RAVENNA. Che fine hanno fatto le assicurazioni collettive anti furto dei residenti?
Se lo chiede Alvaro Ancisi alla luce dei recenti dati forniti dalla procura di Ravenna, secondo cui i furti in abitazione vedono un aumento vertiginoso in provincia, schizzando in tre anni da 1.970 a 2.473, con una media di sette case svaligiate al giorno.
Un tema quello delle assicurazioni collettive che la lista civica porta avanti dal 2017, ovvero da quando il consiglio territoriale del Centro urbano, per iniziativa del capogruppo di Lista per Ravenna Stefano Donati, aveva approvato all’unanimità, nel luglio di quell’anno, un ordine del giorno che chiedeva di istituire appunto “un’assicurazione collettiva economica contro i furti nelle abitazioni”.

Una proposta che, presentata successivamente da Lista per Ravenna in consiglio comunale e confluendo in un unico ordine del giorno insieme a un testo della maggioranza, era stata poi approvata all’unanimità.
«Sono trascorsi due anni e quattro mesi da quel voto in assemblea – dichiara Ancisi – ma non ci risulta che sia stata nemmeno avviata la procedura per scegliere, tramite gara tra più società assicuratrici, l’offerta del contratto più conveniente.

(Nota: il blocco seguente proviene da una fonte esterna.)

//! Park name search and the results table.

use crate::{
    data::park::ParkFeature,
    query::{FeatureSource, Query},
    traits::ParkView,
    ui::table::{count_message, TableRow},
    ParkMapError,
};

/// What a search ended up showing
#[derive(Debug, Clone, PartialEq, Eq)]
pub enum SearchOutcome {
    /// Blank input; nothing was fetched
    EmptyInput,
    NoResults,
    Found { count: usize },
    /// The fetch failed; the previous rows are still shown
    Failed { message: String },
    /// A newer search started before this one finished; nothing was applied
    Superseded,
}

/// Keeps the rows the results table currently shows
#[derive(Debug, Default)]
pub struct SearchPanel {
    rows: Vec<TableRow>,
}

impl SearchPanel {
    pub fn new() -> Self {
        Self::default()
    }

    /// Query for raw search box text, or `None` when it is blank
    pub fn prepare(raw_query: &str) -> Option<Query> {
        let trimmed = raw_query.trim();
        if trimmed.is_empty() {
            None
        } else {
            Some(Query::NameContains(trimmed.to_string()))
        }
    }

    pub fn apply_empty_input<V: ParkView + ?Sized>(&mut self, view: &mut V) -> SearchOutcome {
        self.show_no_parks(view);
        SearchOutcome::EmptyInput
    }

    /// Shows one row per park, or the "No parks found." row
    pub fn apply_results<V: ParkView + ?Sized>(
        &mut self,
        view: &mut V,
        parks: &[ParkFeature],
    ) -> SearchOutcome {
        if parks.is_empty() {
            self.show_no_parks(view);
            return SearchOutcome::NoResults;
        }

        self.rows = parks.iter().map(TableRow::from_park).collect();
        let message = count_message(parks.len());
        view.set_count_message(Some(message.as_str()));
        view.set_table_rows(&self.rows);
        log::info!("search matched {} parks", parks.len());
        SearchOutcome::Found { count: parks.len() }
    }

    /// Reports a failed fetch and leaves the table as it was
    pub fn apply_failure<V: ParkView + ?Sized>(
        &mut self,
        view: &mut V,
        error: &ParkMapError,
    ) -> SearchOutcome {
        log::warn!("park search failed: {}", error);
        let message = format!("Unable to load parks: {}", error);
        view.show_error(&message);
        SearchOutcome::Failed { message }
    }

    /// Runs a name search end to end
    pub async fn search<S, V>(&mut self, source: &S, view: &mut V, raw_query: &str) -> SearchOutcome
    where
        S: FeatureSource + ?Sized,
        V: ParkView + ?Sized,
    {
        let Some(query) = Self::prepare(raw_query) else {
            return self.apply_empty_input(view);
        };

        match source.fetch_features(&query).await {
            Ok(parks) => self.apply_results(view, &parks),
            Err(err) => self.apply_failure(view, &err),
        }
    }

    pub fn rows(&self) -> &[TableRow] {
        &self.rows
    }

    fn show_no_parks<V: ParkView + ?Sized>(&mut self, view: &mut V) {
        self.rows = vec![TableRow::no_parks()];
        view.set_count_message(None);
        view.set_table_rows(&self.rows);
    }
}
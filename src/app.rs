//! Wires the renderer, filters and search to a map widget, a page and a
//! feature source.
//!
//! Every fetch is split into a `begin_*` step, which takes a request token,
//! and a `complete_*` step, which applies the response only while that token
//! is still the newest of its stream. The `load`, `submit_filter` and
//! `submit_search` helpers run both steps around one fetch.

use crate::{
    core::config::MapViewConfig,
    data::park::ParkFeature,
    filter::FilterController,
    query::{FeatureSource, Query},
    renderer::ParkRenderer,
    search::{SearchOutcome, SearchPanel},
    sequence::{RequestSequencer, RequestStream, RequestToken},
    traits::{MapWidget, ParkView},
    Result,
};

pub struct ParkMapApp<M: MapWidget, V: ParkView> {
    map: M,
    view: V,
    renderer: ParkRenderer,
    filters: FilterController,
    search: SearchPanel,
    sequencer: RequestSequencer,
}

impl<M: MapWidget, V: ParkView> ParkMapApp<M, V> {
    /// Attaches tiles, controls and the initial view to `map`
    pub fn new(mut map: M, view: V, config: &MapViewConfig) -> Result<Self> {
        let mut renderer = ParkRenderer::new();
        renderer.attach(&mut map, config)?;
        Ok(Self {
            map,
            view,
            renderer,
            filters: FilterController::new(),
            search: SearchPanel::new(),
            sequencer: RequestSequencer::new(),
        })
    }

    /// Initial load: one unfiltered fetch feeds both the filter options and
    /// the map. Returns the number of overlays drawn, or `None` when a newer
    /// map request finished first.
    pub async fn load<S: FeatureSource + ?Sized>(&mut self, source: &S) -> Result<Option<usize>> {
        let options_token = self.sequencer.begin(RequestStream::Options);
        let map_token = self.sequencer.begin(RequestStream::Map);

        let result = source.fetch_features(&Query::All).await;
        if let Ok(parks) = &result {
            self.complete_options_request(options_token, parks);
        }
        self.complete_map_request(map_token, result)
    }

    pub fn begin_map_request(&mut self) -> RequestToken {
        self.sequencer.begin(RequestStream::Map)
    }

    /// Redraws the map from a finished fetch.
    ///
    /// A stale response is dropped with `Ok(None)`. A failed current fetch is
    /// reported to the page and returned; the drawn overlays stay as they are.
    pub fn complete_map_request(
        &mut self,
        token: RequestToken,
        result: Result<Vec<ParkFeature>>,
    ) -> Result<Option<usize>> {
        if !self.sequencer.is_current(&token) {
            log::warn!("discarding stale response for {}", token);
            return Ok(None);
        }

        match result {
            Ok(parks) => self.renderer.render(&mut self.map, &parks).map(Some),
            Err(err) => {
                log::warn!("park load failed: {}", err);
                self.view
                    .show_error(&format!("Unable to load parks: {}", err));
                Err(err)
            }
        }
    }

    pub fn begin_options_request(&mut self) -> RequestToken {
        self.sequencer.begin(RequestStream::Options)
    }

    /// Rebuilds and publishes the filter options; returns false for a stale token
    pub fn complete_options_request(&mut self, token: RequestToken, parks: &[ParkFeature]) -> bool {
        if !self.sequencer.is_current(&token) {
            log::warn!("discarding stale response for {}", token);
            return false;
        }
        self.filters.load_options(parks, &mut self.view);
        true
    }

    /// Turns a filter selection into a map request.
    ///
    /// An unknown kind or a missing value is reported to the page and
    /// returned as an error; no request is started and the map is unchanged.
    pub fn begin_filter(
        &mut self,
        kind: &str,
        value: Option<&str>,
    ) -> Result<(RequestToken, Query)> {
        match self.filters.query_for(kind, value) {
            Ok(query) => Ok((self.begin_map_request(), query)),
            Err(err) => {
                self.view.show_error(&err.to_string());
                Err(err)
            }
        }
    }

    /// Fetches the parks matching a filter selection and redraws the map
    pub async fn submit_filter<S: FeatureSource + ?Sized>(
        &mut self,
        source: &S,
        kind: &str,
        value: Option<&str>,
    ) -> Result<Option<usize>> {
        let (token, query) = self.begin_filter(kind, value)?;
        let result = source.fetch_features(&query).await;
        self.complete_map_request(token, result)
    }

    /// Starts a search. Blank input is settled at once: the empty state is
    /// shown and no query is returned.
    pub fn begin_search(&mut self, raw_query: &str) -> (RequestToken, Option<Query>) {
        let token = self.sequencer.begin(RequestStream::Search);
        let query = SearchPanel::prepare(raw_query);
        if query.is_none() {
            self.search.apply_empty_input(&mut self.view);
        }
        (token, query)
    }

    pub fn complete_search(
        &mut self,
        token: RequestToken,
        result: Result<Vec<ParkFeature>>,
    ) -> SearchOutcome {
        if !self.sequencer.is_current(&token) {
            log::warn!("discarding stale response for {}", token);
            return SearchOutcome::Superseded;
        }

        match result {
            Ok(parks) => self.search.apply_results(&mut self.view, &parks),
            Err(err) => self.search.apply_failure(&mut self.view, &err),
        }
    }

    pub async fn submit_search<S: FeatureSource + ?Sized>(
        &mut self,
        source: &S,
        raw_query: &str,
    ) -> SearchOutcome {
        let (token, query) = self.begin_search(raw_query);
        let Some(query) = query else {
            return SearchOutcome::EmptyInput;
        };
        let result = source.fetch_features(&query).await;
        self.complete_search(token, result)
    }

    pub fn hover(&mut self, overlay_id: &str) -> Result<bool> {
        self.renderer
            .on_hover(&mut self.map, &mut self.view, overlay_id)
    }

    pub fn hover_end(&mut self, overlay_id: &str) -> Result<bool> {
        self.renderer.on_hover_end(&mut self.map, overlay_id)
    }

    pub fn click(&mut self, overlay_id: &str) -> bool {
        self.renderer.on_click(&mut self.map, overlay_id)
    }

    pub fn map(&self) -> &M {
        &self.map
    }

    pub fn view(&self) -> &V {
        &self.view
    }

    pub fn view_mut(&mut self) -> &mut V {
        &mut self.view
    }

    pub fn renderer(&self) -> &ParkRenderer {
        &self.renderer
    }

    pub fn filters(&self) -> &FilterController {
        &self.filters
    }

    pub fn search_panel(&self) -> &SearchPanel {
        &self.search
    }

    /// Consumes the app, handing back its collaborators
    pub fn into_parts(self) -> (M, V) {
        (self.map, self.view)
    }
}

Così, nonostante le rassicurazioni espresse allora anche dall’assessore alla sicurezza Eugenio Fusignani, abbiamo ogni giorno in media sette famiglie che non possono usufruire di questo servizio: un servizio “promesso” dall’amministrazione comunale tramite il proprio massimo organo deliberativo, che l’esecutivo (sindaco e consiglio comunale) avrebbero dovuto obbligatoriamente applicare. Chiediamo pertanto che si dia immediata attuazione all’odg votato in consiglio comunale il 5 ottobre 2017, che invita il sindaco e la giunta ad applicarlo “senza che ciò comporti oneri per l’amministrazione, per individuare condizioni vantaggiose per forme assicurative collettive e facoltative per le quali risulti garante l’amministrazione comunale, a prezzi contenuti per i cittadini che vorranno aderire”».

Il percorso

Al momento, stando a quanto riferito dalla lista civica, diverse città italiane avrebbero già attivato polizze assicurative a basso costo.
Il percorso naturale per l’attivazione della polizza passa attraverso l’avvio, da parte dell’amministrazione comunale, «di una procedura di gara pubblica alla quale potranno partecipare i broker assicurativi che dimostreranno adeguata capacità tecnica ed economica. La ditta aggiudicataria sarà tenuta a versare adeguata fidejussione a garanzia della corretta esecuzione del servizio. Il risultato darà la possibilità al cittadino di sottoscrivere un contratto assicurativo al costo più basso possibile».